お寺の評価は、そのお寺の祈祷に効き目があるかどうかで決まる。

専門は日本史の古代中世史です。研究としては、真言宗の京都醍醐寺を中心に、中世(鎌倉~戦国時代)の僧侶たちの勉強や布教活動の内容を解明しています。中世はお寺同士の勢力争いが激しく、どのお寺も宗教活動を活発化させていました。当時、お寺が社会で評価される最大のポイントは、祈祷の上手さでした。「あのお寺や僧侶の祈祷がよく効くらしい」と口コミが広がっていくことで、徐々に世俗権力者に認められていくのです。そんな世間から評価される祈祷の方法などを、僧侶たちがどのように勉強し、世間に広め、弟子たちに受け継いでいったのか。それを現存するたくさんの史料から読み解いています。

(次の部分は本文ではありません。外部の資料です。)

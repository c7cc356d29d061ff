//! Typed identifiers.
//!
//! Every entity reference is a UUID wrapped in its own newtype so a slot id can
//! never be passed where a member id is expected. The nil UUID is treated as
//! "missing" and rejected by entity constructors.

use std::fmt;
use std::str::FromStr;

use serde::{Deserialize, Serialize};
use uuid::Uuid;

use super::error::SchedulingError;

macro_rules! typed_id {
    ($(#[$meta:meta])* $name:ident, $field:literal) => {
        $(#[$meta])*
        #[derive(Debug, Clone, Copy, PartialEq, Eq, Hash, PartialOrd, Ord, Serialize, Deserialize)]
        #[serde(transparent)]
        pub struct $name(Uuid);

        impl $name {
            /// Generate a fresh random identifier.
            pub fn new() -> Self {
                Self(Uuid::new_v4())
            }

            /// Wrap an existing UUID.
            pub const fn from_uuid(id: Uuid) -> Self {
                Self(id)
            }

            /// Underlying UUID.
            pub const fn as_uuid(&self) -> Uuid {
                self.0
            }

            /// Whether the identifier is the nil UUID (unset).
            pub fn is_nil(&self) -> bool {
                self.0.is_nil()
            }

            /// Parse from text, reporting a validation error on malformed input.
            pub fn parse(input: &str) -> Result<Self, SchedulingError> {
                Uuid::parse_str(input.trim())
                    .map(Self)
                    .map_err(|e| SchedulingError::validation($field, format!("malformed id `{input}`: {e}")))
            }

            #[allow(dead_code)]
            pub(crate) fn require(self) -> Result<Self, SchedulingError> {
                if self.is_nil() {
                    return Err(SchedulingError::validation($field, "is required"));
                }
                Ok(self)
            }
        }

        impl Default for $name {
            fn default() -> Self {
                Self::new()
            }
        }

        impl fmt::Display for $name {
            fn fmt(&self, f: &mut fmt::Formatter<'_>) -> fmt::Result {
                fmt::Display::fmt(&self.0, f)
            }
        }

        impl FromStr for $name {
            type Err = SchedulingError;

            fn from_str(s: &str) -> Result<Self, Self::Err> {
                Self::parse(s)
            }
        }

        impl From<Uuid> for $name {
            fn from(id: Uuid) -> Self {
                Self(id)
            }
        }
    };
}

typed_id!(
    /// Tenant isolation boundary.
    TenantId,
    "tenant_id"
);
typed_id!(
    /// Shift slot identifier.
    SlotId,
    "slot_id"
);
typed_id!(
    /// Business day the slot belongs to (owned by the event calendar).
    BusinessDayId,
    "business_day_id"
);
typed_id!(
    /// Assignment identifier.
    AssignmentId,
    "assignment_id"
);
typed_id!(
    /// Member identifier (owned by the membership service).
    MemberId,
    "member_id"
);
typed_id!(
    /// Optional grouping of assignments produced by one planning run.
    PlanId,
    "plan_id"
);
typed_id!(
    /// Instance (venue/grouping tag) identifier.
    InstanceId,
    "instance_id"
);
typed_id!(
    /// Event the instance belongs to.
    EventId,
    "event_id"
);
typed_id!(
    /// Position (role tag) identifier.
    PositionId,
    "position_id"
);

お寺には、政治とのつながりを深く感じさせる側面もあります。祈祷の評判がいいお寺は、天皇や将軍などから祈祷のオーダーの声がかかることもあり、そうなるとお寺や僧侶の地位は上昇します。朝廷からの信頼が厚くなり、名声が広まれば、やがて政治の世界への助言を求められ、広く社会にも影響を与える存在へとなっていくのです。また、朝廷とつながったお寺は金銭的なメリットも受けられるため、お寺の繁栄につながります。お寺は存続のための維持や修繕にけっこうなお金がかかる。そこを補助してくれる後ろ盾がいるのは非常に心強く、それが国家的な組織ともなれば言うことなしです。私が研究している醍醐寺も、室町時代に足利将軍と結びつき、恩恵を受けていたことが知られています。加えて平安院政期以降、天皇家や貴族の次男や三男がお寺に入り、僧侶となることはごく一般的で、寺院において貴族的な生活を続ける僧侶もいました。一方でお寺からすると、天皇や藤原氏の子息が住んでいるという事実は寺院としての格の上昇につながりました。その影響もあり、天皇や藤原氏の子息は本来ならば出家すれば、生まれや地位などは一切捨て去るはずなのに、出世が早かったのです。世知辛いというか、面白いですよね。私は大学入学当初は藤原氏の政治に興味を持っていましたが、大学の教授がお寺の研究をしていて、お寺と貴族の関わりを知ったことをきっかけに、お寺の世界の魅力に引き込まれ、現在の研究に至っています。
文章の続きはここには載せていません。